29th Mayor of Houston
- In office 1880–1886
- Preceded by: Andrew J. Burke
- Succeeded by: Daniel C. Smith

Member of the Texas Senate from the 14th district
- In office January 13, 1874 – April 18, 1876
- Preceded by: James G. Tracy
- Succeeded by: John R. Henry

Personal details
- Born: May 21, 1820 Baldwinsville, New York
- Died: April 30, 1890 (aged 69)
- Spouse: Hester E. Runnels ​(m. 1845)​
- Children: Lucy Baker
- Profession: Businessman

= William R. Baker =

American politician

William Robinson Baker (May 21, 1820 – April 30, 1890) was an American railroad executive and politician who served as the 29th Mayor of Houston from 1880 to 1886. Baker was previously the Director and Vice President of the Houston and Texas Central Railroad and represented the 14th district in the Texas Senate for one term, from 1874 to 1876.

==Early life==
Baker was born on May 21, 1820, in Baldwinsville, New York to Asa Baker and the former Hannah Robinson. He lived in New York until age 17 at which time he moved to Houston in the Republic of Texas. There he was a bookkeeper for the Houston Town Company for about two years. Starting around 1839, he managed a general store for two years. In 1841, Baker successfully ran for County Clerk of Harris County, a position he held for 16 years.

==Career==
In 1852, Baker became the Secretary of the Texas Central Railroad, and in 1856, Secretary of the Houston and Texas Central Railroad. He eventually became Director and the Vice President of the line. From 1868 to 1871 was President of the railroad, and from 1873 to 1875, served as Vice-President and Manager. He sold his interests and retired from the railroad business in 1877.

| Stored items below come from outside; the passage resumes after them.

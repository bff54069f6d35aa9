//! Key naming.
//!
//! Every key starts with the configured prefix so that several deployments
//! can share one store:
//!
//! Key                 | Format                                          | Example
//! ---|---|---
//! Peer record         | `<prefix>peer:<peer_id>:<user_id>:<torrent_id>` | `torrust:peer:-qB00000000000000000:7:42`
//! Peer set            | `<prefix><scope><torrent_id>`                   | `torrust:seeders:42`
//!
//! The members of a peer set are canonical peer keys without prefix
//! (`-qB00000000000000000:7:42`). A member names both the peer and its
//! record.
//!
//! Only the identity of a peer goes into its keys, so a peer keeps the same
//! record when its counters or its endpoint change.
//!
//! Keys do not collide: a [`Scope`] tag never ends with a digit, so the
//! torrent id of a set key is the trailing run of digits, and never starts
//! with the peer record tag.
use std::str::FromStr;

use torrust_tracker_primitives::peer;
use torrust_tracker_primitives::scope::{self, Scope};
use torrust_tracker_primitives::TorrentId;

/// The tag of peer record keys.
pub const PEER_RECORD_TAG: &str = scope::RESERVED_PREFIX;

#[derive(Debug, Clone, PartialEq, Eq)]
pub struct Namespace {
    prefix: String,
}

impl Namespace {
    #[must_use]
    pub fn new(prefix: &str) -> Self {
        Self {
            prefix: prefix.to_owned(),
        }
    }

    #[must_use]
    pub fn prefix(&self) -> &str {
        &self.prefix
    }

    #[must_use]
    pub fn peer_record_key(&self, key: &peer::Key) -> String {
        format!("{}{PEER_RECORD_TAG}{key}", self.prefix)
    }

    #[must_use]
    pub fn membership_set_key(&self, torrent_id: TorrentId, scope: &Scope) -> String {
        format!("{}{scope}{torrent_id}", self.prefix)
    }

    #[must_use]
    pub fn member(key: &peer::Key) -> String {
        key.to_string()
    }

    /// The peer named by a peer set member, or `None` if the member was not
    /// written by this codec.
    #[must_use]
    pub fn parse_member(member: &str) -> Option<peer::Key> {
        peer::Key::from_str(member).ok()
    }
}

According to the 1860 United States Census, Baker owned real estate valued at $300,000 and personal property valued at $75,000. Baker was one of just twenty-eight Texans in 1860 with at least $200,000 real estate assets.

In 1874, Baker was elected to the Texas Senate from the 14th district and served one term.

Baker was the first Houston mayor to hold office for three terms, serving the city from 1880 through 1886. He failed in a bid for a fourth term in 1886 when he lost the election by just four votes.

==Personal life==
In December 1845, Baker married Hester E. Runnels. She was a niece of former Mississippi Governor Hiram Runnels.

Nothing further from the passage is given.